I don't know how to solve it. I just know that the trace of $AB-BA$ is $0$ and also then, from Cayley-Hamilton, I have that $(AB-BA)^2<0$ which is false; from here I have no idea.
Questions of this kind have been asked before. For example, see this question and the various solution tricks illustrated in its answers. The following is my attempt using one of those tricks.

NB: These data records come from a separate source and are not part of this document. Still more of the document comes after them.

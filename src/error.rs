// Copyright 2026 cest-mrf-seq Contributors
// SPDX-License-Identifier: Apache-2.0

//! Error types for sequence generation.

use std::fmt;

/// Result type alias for generator operations.
pub type Result<T> = std::result::Result<T, Error>;

/// Generator error types.
#[derive(Debug)]
pub enum Error {
    /// Configuration error
    Config(String),
    /// Validation error
    Validation(ValidationError),
    /// IO error
    Io(std::io::Error),
    /// Serialization error
    Serialization(String),
}

impl fmt::Display for Error {
    fn fmt(&self, f: &mut fmt::Formatter<'_>) -> fmt::Result {
        match self {
            Error::Config(msg) => write!(f, "Configuration error: {}", msg),
            Error::Validation(e) => write!(f, "Validation error: {}", e),
            Error::Io(e) => write!(f, "IO error: {}", e),
            Error::Serialization(msg) => write!(f, "Serialization error: {}", msg),
        }
    }
}

impl std::error::Error for Error {
    fn source(&self) -> Option<&(dyn std::error::Error + 'static)> {
        match self {
            Error::Io(e) => Some(e),
            Error::Validation(e) => Some(e),
            _ => None,
        }
    }
}

impl From<std::io::Error> for Error {
    fn from(e: std::io::Error) -> Self {
        Error::Io(e)
    }
}

impl From<ValidationError> for Error {
    fn from(e: ValidationError) -> Self {
        Error::Validation(e)
    }
}

impl From<serde_yaml::Error> for Error {
    fn from(e: serde_yaml::Error) -> Self {
        Error::Serialization(e.to_string())
    }
}

impl From<serde_json::Error> for Error {
    fn from(e: serde_json::Error) -> Self {
        Error::Serialization(e.to_string())
    }
}

/// Validation errors.
///
/// Every variant carries enough context (field name, measurement index,
/// schedule row or block number) to locate the offending input.
#[derive(Debug)]
pub enum ValidationError {
    /// A required definition is absent
    MissingField(String),
    /// A per-measurement array does not have `num_meas` entries
    LengthMismatch {
        field: String,
        expected: usize,
        actual: usize,
    },
    /// Scalar field validation failed
    Field { field: String, message: String },
    /// Physical parameter of one measurement is unusable
    Measurement {
        index: usize,
        field: String,
        message: String,
    },
    /// Schedule file row could not be accepted (1-based row)
    Schedule { line: usize, message: String },
    /// Block duration is not an integer multiple of the block raster
    Raster {
        block: usize,
        duration_s: f64,
        raster_s: f64,
    },
}

impl fmt::Display for ValidationError {
    fn fmt(&self, f: &mut fmt::Formatter<'_>) -> fmt::Result {
        match self {
            ValidationError::MissingField(field) => {
                write!(f, "Missing required field '{}'", field)
            }
            ValidationError::LengthMismatch {
                field,
                expected,
                actual,
            } => {
                write!(
                    f,
                    "Field '{}' has {} entries, expected num_meas={}",
                    field, actual, expected
                )
            }
            ValidationError::Field { field, message } => {
                write!(f, "Field '{}': {}", field, message)
            }
            ValidationError::Measurement {
                index,
                field,
                message,
            } => {
                write!(f, "Measurement {} field '{}': {}", index, field, message)
            }
            ValidationError::Schedule { line, message } => {
                write!(f, "Schedule line {}: {}", line, message)
            }
            ValidationError::Raster {
                block,
                duration_s,
                raster_s,
            } => {
                write!(
                    f,
                    "Block {} duration {} s is not a multiple of the {} s block raster",
                    block, duration_s, raster_s
                )
            }
        }
    }
}

impl std::error::Error for ValidationError {}
// Copyright 2026 cest-mrf-seq Contributors
// SPDX-License-Identifier: Apache-2.0

//! Fingerprinting schedule files as read by the ParaVision method.
//!
//! The file is whitespace-separated text: a row count `N` followed by `N`
//! rows of seven numbers,
//!
//! ```text
//! tr_ms  sat_b1_uT  offset_ppm  exc_fa_deg  sat_dur_ms  sl_flag  sl_tip_deg
//! ```
//!
//! Values are range-checked exactly as the scanner does, so a schedule that
//! loads here also loads on the console. Offsets beyond
//! [`SCANNER_OFFSET_LIMIT_PPM`] are clipped to the limit, as on the console.

use std::path::Path;

use tracing::{debug, warn};

use crate::definitions::{FlagValue, InterPulseDelay, SequenceDefinitionSet};
use crate::error::{Result, ValidationError};

/// Offsets beyond this magnitude (ppm) are clipped to it.
pub const SCANNER_OFFSET_LIMIT_PPM: f64 = 100.0;

/// Smallest B1 used when deriving a spin-lock tip angle.
const MIN_TIP_B1_UT: f64 = 1e-5;

/// One schedule row in file units.
#[derive(Debug, Clone, Copy, PartialEq)]
pub struct ScheduleRow {
    pub tr_ms: f64,
    pub b1_ut: f64,
    pub offset_ppm: f64,
    pub exc_fa_deg: f64,
    pub sat_dur_ms: f64,
    pub spin_lock: bool,
    pub sl_tip_deg: f64,
}

/// Scalars a schedule file does not carry.
#[derive(Debug, Clone, PartialEq)]
pub struct ScheduleParams {
    pub n_pulses: usize,
    pub td_s: f64,
    pub b0_t: f64,
}

/// A parsed fingerprinting schedule.
#[derive(Debug, Clone, PartialEq)]
pub struct MrfSchedule {
    rows: Vec<ScheduleRow>,
}

impl MrfSchedule {
    /// Parse schedule text.
    ///
    /// Errors cite the 1-based row; row 0 is the count header.
    pub fn parse(content: &str) -> Result<Self> {
        let mut tokens = content.split_whitespace();

        let count: usize = tokens
            .next()
            .and_then(|t| t.parse().ok())
            .ok_or_else(|| schedule_error(0, "expected the number of rows".into()))?;

        let mut rows = Vec::with_capacity(count);
        for line in 1..=count {
            let mut values = [0.0f64; 7];
            for value in values.iter_mut() {
                *value = tokens
                    .next()
                    .and_then(|t| t.parse().ok())
                    .ok_or_else(|| schedule_error(line, "expected 7 numeric values".into()))?;
            }
            rows.push(check_row(line, values)?);
        }

        if tokens.next().is_some() {
            warn!(rows = count, "Ignoring trailing values after the last schedule row");
        }

        debug!(rows = rows.len(), "Parsed MRF schedule");
        Ok(Self { rows })
    }

    /// Read and parse a schedule file.
    pub fn from_path(path: &Path) -> Result<Self> {
        let content = std::fs::read_to_string(path)?;
        Self::parse(&content)
    }

    pub fn rows(&self) -> &[ScheduleRow] {
        &self.rows
    }

    pub fn len(&self) -> usize {
        self.rows.len()
    }

    pub fn is_empty(&self) -> bool {
        self.rows.is_empty()
    }

    /// Replace zero tip angles of spin-lock rows with the effective-field
    /// angle `atan(B1 · γ / Δf)`, in degrees.
    pub fn with_auto_spin_lock_tip(mut self, b0_t: f64, gamma_hz: f64) -> Self {
        for row in self.rows.iter_mut().filter(|r| r.spin_lock && r.sl_tip_deg == 0.0) {
            let offset_hz = row.offset_ppm * b0_t * gamma_hz;
            row.sl_tip_deg = effective_field_tip_deg(row.b1_ut, gamma_hz, offset_hz);
        }
        self
    }

    /// Convert into a definition set; times go from ms to s.
    pub fn into_definition_set(self, params: &ScheduleParams) -> SequenceDefinitionSet {
        let col = |f: &dyn Fn(&ScheduleRow) -> f64| Some(column(&self.rows, f));

        SequenceDefinitionSet {
            num_meas: Some(self.rows.len()),
            exc_fa: col(&|r| r.exc_fa_deg),
            b1_pa: col(&|r| r.b1_ut),
            offsets_ppm: col(&|r| r.offset_ppm),
            tp: col(&|r| r.sat_dur_ms / 1000.0),
            trec: col(&|r| r.tr_ms / 1000.0),
            n_pulses: Some(params.n_pulses),
            td: Some(InterPulseDelay::Uniform(params.td_s)),
            b0: Some(params.b0_t),
            sl_flag: Some(
                self.rows
                    .iter()
                    .map(|r| FlagValue::Bool(r.spin_lock))
                    .collect(),
            ),
            sl_fa: col(&|r| r.sl_tip_deg),
            ..Default::default()
        }
    }
}

/// Tip angle aligning magnetization with the effective field, in degrees.
///
/// On resonance the effective field is B1 itself, giving 90°.
pub fn effective_field_tip_deg(b1_ut: f64, gamma_hz: f64, offset_hz: f64) -> f64 {
    if offset_hz == 0.0 {
        return 90.0;
    }
    (b1_ut.max(MIN_TIP_B1_UT) * gamma_hz / offset_hz)
        .atan()
        .to_degrees()
}

fn column(rows: &[ScheduleRow], f: &dyn Fn(&ScheduleRow) -> f64) -> Vec<f64> {
    rows.iter().map(f).collect()
}

fn check_row(line: usize, v: [f64; 7]) -> Result<ScheduleRow> {
    let [tr_ms, b1_ut, offset_ppm, exc_fa_deg, sat_dur_ms, sl, sl_tip_deg] = v;

    if !(tr_ms > 0.0) {
        return Err(schedule_error(line, format!("TR {tr_ms} ms must be positive")));
    }
    if !(b1_ut > -0.1 && b1_ut <= 50.0) {
        return Err(schedule_error(line, format!("B1 {b1_ut} uT is out of range (-0.1, 50]")));
    }
    if !(-2000.0..=2000.0).contains(&offset_ppm) {
        return Err(schedule_error(
            line,
            format!("offset {offset_ppm} ppm is out of range [-2000, 2000]"),
        ));
    }
    if !(exc_fa_deg > 1.0 && exc_fa_deg <= 90.0) {
        return Err(schedule_error(
            line,
            format!("flip angle {exc_fa_deg} deg is out of range (1, 90]"),
        ));
    }
    if !(sat_dur_ms > 0.0) {
        return Err(schedule_error(
            line,
            format!("saturation duration {sat_dur_ms} ms must be positive"),
        ));
    }
    let spin_lock = if sl == 0.0 {
        false
    } else if sl == 1.0 {
        true
    } else {
        return Err(schedule_error(line, format!("spin-lock flag {sl} must be 0 or 1")));
    };
    if !(-90.0..=90.0).contains(&sl_tip_deg) {
        return Err(schedule_error(
            line,
            format!("spin-lock tip {sl_tip_deg} deg is out of range [-90, 90]"),
        ));
    }
    let clamped_ppm = offset_ppm.clamp(-SCANNER_OFFSET_LIMIT_PPM, SCANNER_OFFSET_LIMIT_PPM);
    if clamped_ppm != offset_ppm {
        warn!(
            line,
            offset_ppm,
            clamped_ppm,
            "Offset exceeds the scanner's +/-100 ppm limit, clipping"
        );
    }

    Ok(ScheduleRow {
        tr_ms,
        b1_ut,
        offset_ppm: clamped_ppm,
        exc_fa_deg,
        sat_dur_ms,
        spin_lock,
        sl_tip_deg,
    })
}

fn schedule_error(line: usize, message: String) -> crate::error::Error {
    ValidationError::Schedule { line, message }.into()
}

Let $c=\sqrt[n]{2+\sqrt[n]{2}}$ and let $z$ be a complex root to the equation $z+\frac{1}{z}=c$. Let $X=A-zB$ and $Y=A-\frac{1}{z}B$. Then \begin{align*} \frac{1}{z}XY-zYX &=\frac{1}{z}(A-zB)\left(A-\frac{1}{z}B\right)-z\left(A-\frac{1}{z}B\right)(A-zB)\\ &=\left(\frac{1}{z}-z\right)A^2-\left(\frac{1}{z^2}-z^2\right)AB+\left(\frac{1}{z}-z\right)B^2\\ &=\left(\frac{1}{z}-z\right)\left[A^2-\left(\frac{1}{z}+z\right)AB+B^2\right]\\ &=\left(\frac{1}{z}-z\right)\left(A^2-cAB+B^2\right)\\ &=0. \end{align*} Therefore $XY=z^2YX$. As $0<\det(XY-YX)=\det((1-z^2)YX)$, both $X$ and $Y$ are nonsingular. Take determinants on both sides of $XY=z^2YX$, we get $z^{10}=1$. Since $z+\frac{1}{z}=c$, the scalar $z$ is a $10$-th root of unity that satisfies the equation $\left[\left(z+\frac{1}{z}\right)^n-2\right]^n=2$, i.e., $\left[(z^2+1)^n-2z^n\right]^n=2z^{n^2}$. Now I have forgotten most of what I learned from university and do not know how to continue from here.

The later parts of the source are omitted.